Supplied entries section start
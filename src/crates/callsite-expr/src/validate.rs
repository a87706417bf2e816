// src/crates/callsite-expr/src/validate.rs
//
// Call node validation: the structural and type-compatibility checks applied
// to an explicit (receiver, method, arguments) triple.

use smallvec::SmallVec;

use crate::ast::Expr;
use callsite_identity::MethodId;
use callsite_sema::{CallError, CompilationDb, InvalidReason, Slot, TypeId};

/// Argument expressions of a call.
pub type ArgList = SmallVec<[Expr; 4]>;

/// A validated method call. Immutable; only `CallNode::new` can build one.
#[derive(Debug, Clone)]
pub struct CallNode {
    receiver: Option<Expr>,
    method: MethodId,
    args: ArgList,
    return_type: TypeId,
}

impl CallNode {
    /// Validate a call in order: method, receiver, arity, then each argument.
    #[tracing::instrument(level = "trace", skip_all, fields(method = ?method))]
    pub fn new(
        db: &CompilationDb,
        receiver: Option<Expr>,
        method: Option<MethodId>,
        args: Vec<Option<Expr>>,
    ) -> Result<Self, CallError> {
        let method = method.ok_or_else(|| CallError::null(Slot::Method))?;
        let def = db.method(method);
        let method_name = db.display_method(method);
        if !db.is_closed(method) {
            return Err(CallError::invalid(
                Slot::Method,
                InvalidReason::OpenGenericMethod {
                    method: method_name,
                },
            ));
        }

        if def.is_static {
            if receiver.is_some() {
                return Err(CallError::invalid(
                    Slot::Instance,
                    InvalidReason::StaticWithInstance {
                        method: method_name,
                    },
                ));
            }
        } else {
            // Missing and mismatched receivers are both attributed to `method`.
            let Some(instance) = &receiver else {
                return Err(CallError::invalid(
                    Slot::Method,
                    InvalidReason::InstanceWithoutReceiver {
                        method: method_name,
                    },
                ));
            };
            if !instance.is_readable() {
                return Err(CallError::invalid(Slot::Instance, InvalidReason::NotReadable));
            }
            if !db.is_valid_instance_type(def.declaring_type, instance.ty) {
                return Err(CallError::invalid(
                    Slot::Method,
                    InvalidReason::ReceiverTypeMismatch {
                        method: method_name,
                        found: db.display_type(instance.ty),
                    },
                ));
            }
        }

        if args.len() != def.param_count() {
            return Err(CallError::invalid(
                Slot::Method,
                InvalidReason::ArgumentCount {
                    method: method_name,
                    expected: def.param_count(),
                    found: args.len(),
                },
            ));
        }

        let mut checked = ArgList::with_capacity(args.len());
        for (i, (arg, param)) in args.into_iter().zip(&def.params).enumerate() {
            let slot = Slot::Arg(i);
            let arg = arg.ok_or_else(|| CallError::null(slot))?;
            if !arg.is_readable() {
                return Err(CallError::invalid(slot, InvalidReason::NotReadable));
            }
            if !db.parameter_accepts(param.ty, arg.ty) {
                return Err(CallError::invalid(
                    slot,
                    InvalidReason::TypeMismatch {
                        expected: db.display_type(db.types.element_of_by_ref(param.ty)),
                        found: db.display_type(arg.ty),
                    },
                ));
            }
            checked.push(arg);
        }

        Ok(Self {
            receiver,
            method,
            args: checked,
            return_type: def.return_type,
        })
    }

    pub fn receiver(&self) -> Option<&Expr> {
        self.receiver.as_ref()
    }

    pub fn method(&self) -> MethodId {
        self.method
    }

    pub fn args(&self) -> &[Expr] {
        &self.args
    }

    pub fn return_type(&self) -> TypeId {
        self.return_type
    }
}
Supplied entries section end
# Your instructions:
Up to and including the line that holds "pub type ArgList = SmallVec<[Expr; 4]>;", reproduce the records above exactly from their first line, and give nothing else.

# Solution to this task:
filename src/crates/callsite-expr/src/validate.rs
repository a87706417bf2e816
// src/crates/callsite-expr/src/validate.rs
//
// Call node validation: the structural and type-compatibility checks applied
// to an explicit (receiver, method, arguments) triple.

use smallvec::SmallVec;

use crate::ast::Expr;
use callsite_identity::MethodId;
use callsite_sema::{CallError, CompilationDb, InvalidReason, Slot, TypeId};

/// Argument expressions of a call.
pub type ArgList = SmallVec<[Expr; 4]>;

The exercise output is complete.